### Task instructions:
Your task is to repeat exactly the lines below between the line holding "repository 63959a46f1d1f32f" and the line holding "use std::collections::HashMap;", inclusive, and only those.

### Provided records:
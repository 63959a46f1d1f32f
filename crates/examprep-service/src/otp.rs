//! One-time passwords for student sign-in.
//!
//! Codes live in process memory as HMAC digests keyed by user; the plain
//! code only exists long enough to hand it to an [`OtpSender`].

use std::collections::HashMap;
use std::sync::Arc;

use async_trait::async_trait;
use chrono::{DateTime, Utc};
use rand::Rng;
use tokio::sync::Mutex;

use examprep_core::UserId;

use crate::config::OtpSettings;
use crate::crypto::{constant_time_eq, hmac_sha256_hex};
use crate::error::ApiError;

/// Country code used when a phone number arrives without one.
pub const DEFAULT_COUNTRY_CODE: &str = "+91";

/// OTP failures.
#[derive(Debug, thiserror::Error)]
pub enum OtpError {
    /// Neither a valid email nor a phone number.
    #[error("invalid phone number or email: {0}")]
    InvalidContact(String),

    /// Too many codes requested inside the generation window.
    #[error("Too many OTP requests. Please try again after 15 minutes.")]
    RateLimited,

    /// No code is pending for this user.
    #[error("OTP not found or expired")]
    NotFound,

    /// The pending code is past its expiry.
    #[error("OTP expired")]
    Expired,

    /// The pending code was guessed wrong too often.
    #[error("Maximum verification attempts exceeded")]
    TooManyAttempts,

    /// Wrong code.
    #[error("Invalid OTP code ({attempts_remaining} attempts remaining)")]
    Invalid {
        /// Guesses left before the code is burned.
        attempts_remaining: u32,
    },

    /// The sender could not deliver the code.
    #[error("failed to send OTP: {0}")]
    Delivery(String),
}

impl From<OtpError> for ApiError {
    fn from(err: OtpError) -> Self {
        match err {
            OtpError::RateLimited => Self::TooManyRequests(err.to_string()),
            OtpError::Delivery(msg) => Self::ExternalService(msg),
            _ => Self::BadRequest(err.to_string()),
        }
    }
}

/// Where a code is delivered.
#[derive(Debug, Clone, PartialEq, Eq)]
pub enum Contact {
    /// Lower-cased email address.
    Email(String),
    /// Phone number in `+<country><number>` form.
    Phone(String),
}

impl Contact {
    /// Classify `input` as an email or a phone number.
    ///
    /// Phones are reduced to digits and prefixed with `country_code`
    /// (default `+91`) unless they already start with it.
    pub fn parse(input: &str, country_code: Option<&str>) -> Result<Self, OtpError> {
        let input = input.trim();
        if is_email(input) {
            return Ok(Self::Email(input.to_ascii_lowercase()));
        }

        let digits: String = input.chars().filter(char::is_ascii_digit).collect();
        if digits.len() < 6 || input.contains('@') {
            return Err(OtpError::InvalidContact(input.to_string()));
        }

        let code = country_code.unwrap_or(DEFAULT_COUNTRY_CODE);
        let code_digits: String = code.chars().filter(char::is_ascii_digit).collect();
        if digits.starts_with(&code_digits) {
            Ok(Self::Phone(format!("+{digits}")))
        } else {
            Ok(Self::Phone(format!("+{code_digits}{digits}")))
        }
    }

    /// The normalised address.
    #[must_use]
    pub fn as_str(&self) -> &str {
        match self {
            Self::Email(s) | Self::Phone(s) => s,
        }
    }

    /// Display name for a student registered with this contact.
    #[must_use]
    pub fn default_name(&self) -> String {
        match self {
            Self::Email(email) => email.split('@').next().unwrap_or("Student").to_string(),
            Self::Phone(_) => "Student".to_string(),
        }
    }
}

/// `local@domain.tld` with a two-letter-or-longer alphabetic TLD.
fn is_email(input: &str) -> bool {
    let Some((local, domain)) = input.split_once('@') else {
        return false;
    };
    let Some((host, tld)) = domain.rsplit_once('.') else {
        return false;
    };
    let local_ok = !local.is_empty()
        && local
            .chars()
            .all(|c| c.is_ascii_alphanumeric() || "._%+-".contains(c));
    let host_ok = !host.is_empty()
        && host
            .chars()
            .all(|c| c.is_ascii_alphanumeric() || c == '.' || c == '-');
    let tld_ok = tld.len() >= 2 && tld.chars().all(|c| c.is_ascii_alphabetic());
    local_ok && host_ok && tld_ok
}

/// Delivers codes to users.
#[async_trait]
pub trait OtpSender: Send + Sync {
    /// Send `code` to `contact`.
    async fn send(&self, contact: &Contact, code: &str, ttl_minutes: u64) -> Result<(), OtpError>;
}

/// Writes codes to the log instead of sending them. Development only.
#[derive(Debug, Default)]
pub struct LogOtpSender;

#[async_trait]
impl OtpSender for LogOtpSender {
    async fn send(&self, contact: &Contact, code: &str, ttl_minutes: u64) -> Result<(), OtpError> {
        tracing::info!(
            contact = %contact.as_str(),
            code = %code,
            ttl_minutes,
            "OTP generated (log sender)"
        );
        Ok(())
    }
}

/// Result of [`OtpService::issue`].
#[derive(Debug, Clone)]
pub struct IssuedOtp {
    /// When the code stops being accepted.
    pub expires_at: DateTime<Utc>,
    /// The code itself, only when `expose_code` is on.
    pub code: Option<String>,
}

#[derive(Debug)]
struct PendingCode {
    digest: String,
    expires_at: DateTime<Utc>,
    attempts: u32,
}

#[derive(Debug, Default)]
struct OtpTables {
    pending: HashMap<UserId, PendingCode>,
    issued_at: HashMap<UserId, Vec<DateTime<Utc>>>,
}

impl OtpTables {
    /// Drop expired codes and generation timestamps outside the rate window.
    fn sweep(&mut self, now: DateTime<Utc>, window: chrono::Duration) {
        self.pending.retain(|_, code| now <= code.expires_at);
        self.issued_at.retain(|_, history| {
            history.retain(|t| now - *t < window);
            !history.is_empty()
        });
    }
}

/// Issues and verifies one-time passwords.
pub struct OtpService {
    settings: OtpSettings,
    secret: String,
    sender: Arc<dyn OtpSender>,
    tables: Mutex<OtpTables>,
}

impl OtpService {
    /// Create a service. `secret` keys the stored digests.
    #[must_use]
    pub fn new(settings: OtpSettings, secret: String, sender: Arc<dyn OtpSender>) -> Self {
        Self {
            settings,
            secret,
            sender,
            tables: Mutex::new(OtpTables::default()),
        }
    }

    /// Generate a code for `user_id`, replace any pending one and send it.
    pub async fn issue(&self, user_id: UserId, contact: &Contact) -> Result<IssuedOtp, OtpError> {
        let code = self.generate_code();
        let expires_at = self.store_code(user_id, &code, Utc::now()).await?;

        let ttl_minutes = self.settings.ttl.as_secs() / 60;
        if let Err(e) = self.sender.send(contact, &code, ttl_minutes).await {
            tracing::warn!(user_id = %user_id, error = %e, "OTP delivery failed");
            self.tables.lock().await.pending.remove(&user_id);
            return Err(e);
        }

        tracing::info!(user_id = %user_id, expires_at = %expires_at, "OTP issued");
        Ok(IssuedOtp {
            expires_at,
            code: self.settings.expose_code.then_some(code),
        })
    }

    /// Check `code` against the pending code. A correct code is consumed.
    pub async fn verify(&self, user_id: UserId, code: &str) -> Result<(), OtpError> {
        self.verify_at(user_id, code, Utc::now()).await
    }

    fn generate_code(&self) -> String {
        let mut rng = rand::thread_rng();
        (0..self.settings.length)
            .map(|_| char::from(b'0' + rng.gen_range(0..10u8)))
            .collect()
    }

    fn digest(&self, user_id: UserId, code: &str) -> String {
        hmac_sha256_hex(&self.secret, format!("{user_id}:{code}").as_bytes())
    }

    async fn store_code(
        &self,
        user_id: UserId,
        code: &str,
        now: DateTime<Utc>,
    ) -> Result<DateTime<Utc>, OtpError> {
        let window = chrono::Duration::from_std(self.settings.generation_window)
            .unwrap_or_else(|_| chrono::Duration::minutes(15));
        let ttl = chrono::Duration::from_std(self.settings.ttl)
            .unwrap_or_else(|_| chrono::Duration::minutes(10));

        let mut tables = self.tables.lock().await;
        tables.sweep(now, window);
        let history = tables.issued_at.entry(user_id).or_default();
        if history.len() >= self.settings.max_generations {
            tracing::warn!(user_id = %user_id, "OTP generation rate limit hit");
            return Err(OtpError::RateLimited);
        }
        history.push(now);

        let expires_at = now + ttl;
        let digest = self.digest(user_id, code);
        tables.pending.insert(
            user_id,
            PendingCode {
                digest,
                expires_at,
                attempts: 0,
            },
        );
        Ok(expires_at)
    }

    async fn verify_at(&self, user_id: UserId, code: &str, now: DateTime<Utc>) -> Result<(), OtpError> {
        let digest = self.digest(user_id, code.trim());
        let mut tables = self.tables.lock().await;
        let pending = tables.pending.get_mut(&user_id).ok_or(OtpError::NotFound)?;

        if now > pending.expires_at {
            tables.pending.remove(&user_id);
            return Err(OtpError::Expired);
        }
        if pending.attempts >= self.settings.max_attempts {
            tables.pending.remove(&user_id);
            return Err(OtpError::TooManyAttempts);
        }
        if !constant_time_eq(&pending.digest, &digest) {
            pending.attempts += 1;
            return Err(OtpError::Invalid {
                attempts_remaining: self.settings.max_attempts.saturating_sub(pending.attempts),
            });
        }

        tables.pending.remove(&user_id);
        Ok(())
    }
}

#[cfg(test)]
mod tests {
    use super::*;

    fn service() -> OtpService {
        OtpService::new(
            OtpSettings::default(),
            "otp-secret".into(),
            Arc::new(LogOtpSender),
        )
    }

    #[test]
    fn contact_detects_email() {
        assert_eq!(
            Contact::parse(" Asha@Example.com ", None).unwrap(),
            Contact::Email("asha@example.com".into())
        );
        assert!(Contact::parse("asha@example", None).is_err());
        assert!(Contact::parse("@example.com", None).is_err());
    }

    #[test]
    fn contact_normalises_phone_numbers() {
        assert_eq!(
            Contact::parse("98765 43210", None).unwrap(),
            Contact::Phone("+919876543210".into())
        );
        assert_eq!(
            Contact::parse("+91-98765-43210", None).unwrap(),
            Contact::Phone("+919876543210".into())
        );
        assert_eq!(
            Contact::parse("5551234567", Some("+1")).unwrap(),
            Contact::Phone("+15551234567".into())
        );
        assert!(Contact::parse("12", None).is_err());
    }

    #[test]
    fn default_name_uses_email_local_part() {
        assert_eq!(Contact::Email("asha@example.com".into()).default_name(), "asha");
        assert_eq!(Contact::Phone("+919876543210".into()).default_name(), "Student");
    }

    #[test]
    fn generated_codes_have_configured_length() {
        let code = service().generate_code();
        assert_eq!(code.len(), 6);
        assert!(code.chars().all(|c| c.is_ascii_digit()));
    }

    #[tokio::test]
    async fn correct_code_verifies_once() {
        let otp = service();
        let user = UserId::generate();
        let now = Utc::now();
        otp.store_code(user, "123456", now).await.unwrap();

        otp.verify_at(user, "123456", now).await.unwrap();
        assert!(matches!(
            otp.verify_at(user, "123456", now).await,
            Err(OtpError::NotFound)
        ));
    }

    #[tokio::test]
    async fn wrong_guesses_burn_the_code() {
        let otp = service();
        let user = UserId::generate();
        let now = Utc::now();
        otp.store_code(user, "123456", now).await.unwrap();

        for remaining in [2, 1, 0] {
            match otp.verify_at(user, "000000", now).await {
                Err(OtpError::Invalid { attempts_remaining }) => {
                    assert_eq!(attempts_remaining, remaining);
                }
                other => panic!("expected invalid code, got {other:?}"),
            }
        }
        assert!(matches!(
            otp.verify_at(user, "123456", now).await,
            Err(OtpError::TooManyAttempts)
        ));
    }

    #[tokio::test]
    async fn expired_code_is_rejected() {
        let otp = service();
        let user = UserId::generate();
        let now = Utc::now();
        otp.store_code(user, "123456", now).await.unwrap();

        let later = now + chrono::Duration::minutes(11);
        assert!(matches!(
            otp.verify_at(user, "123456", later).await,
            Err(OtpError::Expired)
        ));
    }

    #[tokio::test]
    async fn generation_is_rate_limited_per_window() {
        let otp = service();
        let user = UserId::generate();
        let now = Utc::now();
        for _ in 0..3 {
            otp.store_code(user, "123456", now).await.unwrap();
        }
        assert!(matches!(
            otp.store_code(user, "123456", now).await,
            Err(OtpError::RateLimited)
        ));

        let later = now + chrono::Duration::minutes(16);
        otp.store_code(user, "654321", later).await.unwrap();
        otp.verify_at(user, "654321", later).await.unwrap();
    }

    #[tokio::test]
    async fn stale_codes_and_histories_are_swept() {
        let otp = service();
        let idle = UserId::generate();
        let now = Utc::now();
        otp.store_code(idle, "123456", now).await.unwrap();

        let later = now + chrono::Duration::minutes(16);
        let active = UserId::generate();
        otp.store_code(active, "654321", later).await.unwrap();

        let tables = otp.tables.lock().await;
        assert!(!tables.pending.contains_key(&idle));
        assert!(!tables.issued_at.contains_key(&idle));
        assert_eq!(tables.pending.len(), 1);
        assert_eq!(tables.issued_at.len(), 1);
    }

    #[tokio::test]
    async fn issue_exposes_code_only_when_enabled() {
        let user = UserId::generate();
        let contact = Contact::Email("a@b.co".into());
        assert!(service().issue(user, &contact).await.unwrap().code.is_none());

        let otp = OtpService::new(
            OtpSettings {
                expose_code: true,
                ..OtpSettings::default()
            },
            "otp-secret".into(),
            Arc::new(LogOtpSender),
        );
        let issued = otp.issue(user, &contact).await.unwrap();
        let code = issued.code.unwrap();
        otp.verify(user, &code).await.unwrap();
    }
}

---

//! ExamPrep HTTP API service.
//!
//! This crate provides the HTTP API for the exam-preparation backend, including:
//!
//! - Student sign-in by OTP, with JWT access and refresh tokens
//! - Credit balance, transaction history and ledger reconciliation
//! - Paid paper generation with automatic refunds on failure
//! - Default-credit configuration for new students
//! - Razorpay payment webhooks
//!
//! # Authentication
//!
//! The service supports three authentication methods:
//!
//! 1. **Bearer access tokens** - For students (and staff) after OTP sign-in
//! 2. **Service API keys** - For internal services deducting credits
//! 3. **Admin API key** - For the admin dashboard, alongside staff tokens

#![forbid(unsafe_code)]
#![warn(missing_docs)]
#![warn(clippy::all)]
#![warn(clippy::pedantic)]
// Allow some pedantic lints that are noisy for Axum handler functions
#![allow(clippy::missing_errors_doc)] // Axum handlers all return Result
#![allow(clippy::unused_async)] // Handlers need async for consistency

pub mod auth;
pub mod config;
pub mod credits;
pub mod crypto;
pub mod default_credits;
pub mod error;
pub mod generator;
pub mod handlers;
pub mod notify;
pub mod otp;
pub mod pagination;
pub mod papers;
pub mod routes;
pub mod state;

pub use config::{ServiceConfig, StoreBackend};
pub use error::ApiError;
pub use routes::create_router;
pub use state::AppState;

### Response area:
repository 63959a46f1d1f32f
filename crates/examprep-service/src/otp.rs
//! One-time passwords for student sign-in.
//!
//! Codes live in process memory as HMAC digests keyed by user; the plain
//! code only exists long enough to hand it to an [`OtpSender`].

use std::collections::HashMap;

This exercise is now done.